Accade – secondo quel che scrive Riccardo Arena sul Giornale di Sicilia – al giudice Silvana Saguto, intercettata dagli inquirenti mentre si sfoga con l’amministratore giudiziario Gaetano Cappellano Seminara: “Sono disperata… non ce la posso fare più… devo trovare qualcos’altro… devo vendermi la casa… mi tagliano la luce”. Frasi che uno si aspetta da un povero disgraziato, da un disoccupato, non da un magistrato di quel livello.
La povertà on demand non è una novità delle nostre cronache. Quando fu beccato con le mani nella marmellata (leggi: mazzetta), Roberto Helg schiacciò subito il telecomando della personale disperazione e imbastì la scena madre di un uomo economicamente disperato nonostante un reddito mensile di circa ottomila euro. Colpa dei debiti, piagnucolò.
Per molto meno, diciamo la metà, Gianfranco Miccichè rischiò la gogna mediatica quando s’incartò in un ragionamento che partiva dai fatti suoi – figli, università dei figli, diaspora dei figli, insomma figghi – e arrivò a sparare un pericolosissimo proiettile caricato a grani di incoscienza, dichiarando: “Con la sola pensione di parlamentare da 4 mila euro al mese non si può vivere bene”. Bum!
Certo, nulla in confronto con la madre di tutte le corbellerie a mia memoria, risalente a otto anni fa. Era agosto, faceva caldo e Lorenzo Cesa, allora segretario dell’Udc, ebbe una fulminazione che pareva metà miraggio e metà numero di Zelig. Pur di difendere un suo compagno di partito sorpreso mentre andava a puttane, ipotizzò un indennizzo ai deputati per ricongiungersi più spesso con la famiglia in modo da scampare alle “tentazioni della solitudine”. Perché – tenetevi forte – “la solitudine è una cosa seria e la vita da parlamentare è dura per chi la fa seriamente”.

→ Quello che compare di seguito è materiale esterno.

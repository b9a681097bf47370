//! # Session Manager
//!
//! Owns the signed-in session and every HTTP request made on its behalf.
//!
//! ## Request Pipeline
//! ```text
//! ┌─────────────────────────────────────────────────────────────────────────┐
//! │                         Request Pipeline                                │
//! │                                                                         │
//! │  PortalApi ──► send(ApiRequest)                                        │
//! │                   │                                                     │
//! │                   ▼                                                     │
//! │         attach "Authorization: Bearer T1"                               │
//! │                   │                                                     │
//! │                   ▼                                                     │
//! │              ┌─────────┐  2xx / 4xx / 5xx (not 401)                     │
//! │              │ execute │───────────────────────────────► caller         │
//! │              └────┬────┘                                                │
//! │                   │ 401, refresh token present                          │
//! │                   ▼                                                     │
//! │    ┌─────────────────────────────┐                                      │
//! │    │ refresh lock (single-flight)│  T1 no longer current?               │
//! │    │                             │──────────────► retry with current    │
//! │    │ POST /auth/refresh          │                                      │
//! │    └──────┬───────────────┬──────┘                                      │
//! │           │ {token: T2}   │ failure                                     │
//! │           ▼               ▼                                             │
//! │   persist T2,        sign out locally,                                  │
//! │   retry ONCE         return the original 401                            │
//! │   with T2                                                               │
//! └─────────────────────────────────────────────────────────────────────────┘
//! ```
//!
//! ## Locking
//! The session lives in a `std::sync::RwLock` that is only held for short
//! synchronous sections (including the session-store write) and never
//! across an `.await`. Refresh attempts are serialised by a separate
//! `tokio::sync::Mutex`.

use medora_core::validation::{validate_login, validate_profile, validate_registration};
use medora_core::{
    AuthEvent, AuthState, Language, Preferences, ProfileUpdate, Registration, Route, UserProfile,
};
use reqwest::StatusCode;
use serde::de::DeserializeOwned;
use serde::{Deserialize, Serialize};
use std::sync::{PoisonError, RwLock, RwLockReadGuard, RwLockWriteGuard};
use tokio::sync::{watch, Mutex};
use tracing::{debug, info, warn};
use url::Url;
use uuid::Uuid;

use crate::config::PortalConfig;
use crate::error::{ClientError, ClientResult, ErrorBody, LOGIN_FALLBACK, SIGNUP_FALLBACK};
use crate::request::{ApiRequest, Envelope};
use crate::storage::{FileSessionStore, MemorySessionStore, PersistedSession, SessionStore};

// =============================================================================
// Public Types
// =============================================================================

/// What the UI observes through [`SessionManager::subscribe`].
#[derive(Debug, Clone, Default, PartialEq)]
pub struct SessionSnapshot {
    pub state: AuthState,
    pub user: Option<UserProfile>,
    /// Theme and language to apply. `None` while signed out.
    pub preferences: Option<Preferences>,
}

/// Result of a successful login.
#[derive(Debug, Clone, PartialEq)]
pub struct LoginOutcome {
    pub user: UserProfile,
    /// Where to navigate next (`/{lang}/pharmacy`).
    pub landing: Route,
    /// Toast text when the server reported a previous login.
    pub welcome: Option<String>,
}

// =============================================================================
// Internal State
// =============================================================================

/// User and tokens. Present together or not at all.
#[derive(Debug, Clone)]
struct Session {
    user: UserProfile,
    access_token: String,
    refresh_token: Option<String>,
}

impl Session {
    fn to_persisted(&self) -> PersistedSession {
        PersistedSession {
            access_token: self.access_token.clone(),
            refresh_token: self.refresh_token.clone(),
            user: self.user.clone(),
        }
    }
}

#[derive(Debug, Default)]
struct Inner {
    state: AuthState,
    session: Option<Session>,
}

impl Inner {
    fn snapshot(&self) -> SessionSnapshot {
        let user = self.session.as_ref().map(|s| s.user.clone());
        SessionSnapshot {
            state: self.state,
            preferences: user.as_ref().map(UserProfile::preferences),
            user,
        }
    }
}

/// What a state change does to the persisted session.
enum StoreSync {
    Keep,
    Save,
    Clear,
}

#[derive(Serialize)]
#[serde(rename_all = "camelCase")]
struct LoginRequest<'a> {
    email: &'a str,
    password: &'a str,
    remember_me: bool,
}

#[derive(Deserialize)]
#[serde(rename_all = "camelCase")]
struct LoginPayload {
    token: String,
    user: UserProfile,
    #[serde(default)]
    refresh_token: Option<String>,
}

#[derive(Serialize)]
#[serde(rename_all = "camelCase")]
struct RefreshRequest<'a> {
    refresh_token: &'a str,
}

#[derive(Deserialize)]
struct RefreshPayload {
    token: String,
}

// =============================================================================
// Session Manager
// =============================================================================

/// The single owner of the session. Share it as `Arc<SessionManager>`.
pub struct SessionManager {
    http: reqwest::Client,
    base_url: Url,
    default_language: Language,
    store: Box<dyn SessionStore>,
    inner: RwLock<Inner>,
    refresh_lock: Mutex<()>,
    events: watch::Sender<SessionSnapshot>,
}

impl std::fmt::Debug for SessionManager {
    fn fmt(&self, f: &mut std::fmt::Formatter<'_>) -> std::fmt::Result {
        f.debug_struct("SessionManager")
            .field("base_url", &self.base_url.as_str())
            .field("state", &self.state())
            .finish_non_exhaustive()
    }
}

Secondo il relativismo della povertà, non importa quanto guadagni, ma il tenore di vita che conduci. Il resto sono chiacchiere da pezzenti. Quindi se sei stato abituato a caviale e champagne (che per me è un’abitudine così così, molto meglio formaggio di fossa e Sassicaia), un’improvvisa carenza in tal senso sarebbe una grave colpa della società. Se hai approfittato della tua posizione, più o meno legalmente ottenuta (non è questo il punto), è sacrosanto che il mantenimento dei privilegi sia sancito dall’undicesimo comandamento: non avrai altro dio all’infuori di te.
Mai che ci scappi un brivido di realismo, ma che si inciampi in un’autocritica: ho fatto il passo più lungo della zampa, potevo accontentarmi invece di strafare e di strafarmi, la ventresca è buona ma ne basta mezzo chilo, specie se qualcuno te la regala.
Ecco il Grande Equivoco. Pensare che la propria posizione dominante sia un’elargizione del Divino e che, di conseguenza, sia inaccettabile il fatto che possa trasformarsi in una trappola. I ricchi che sfidano le leggi della logica costruendosi vite a misura di ricchi, senza prevedere uscite di sicurezza, fanno, per certi versi, più pena di tutti gli altri esseri umani pensanti che si muovono in sincrono con le pulsazioni del loro portafoglio. Perché ancor prima che dai debiti, dalle inchieste giudiziarie, dal pubblico discredito, saranno sepolti dalla marea oleosa del comune senso del ridicolo. Con fragore di applausi.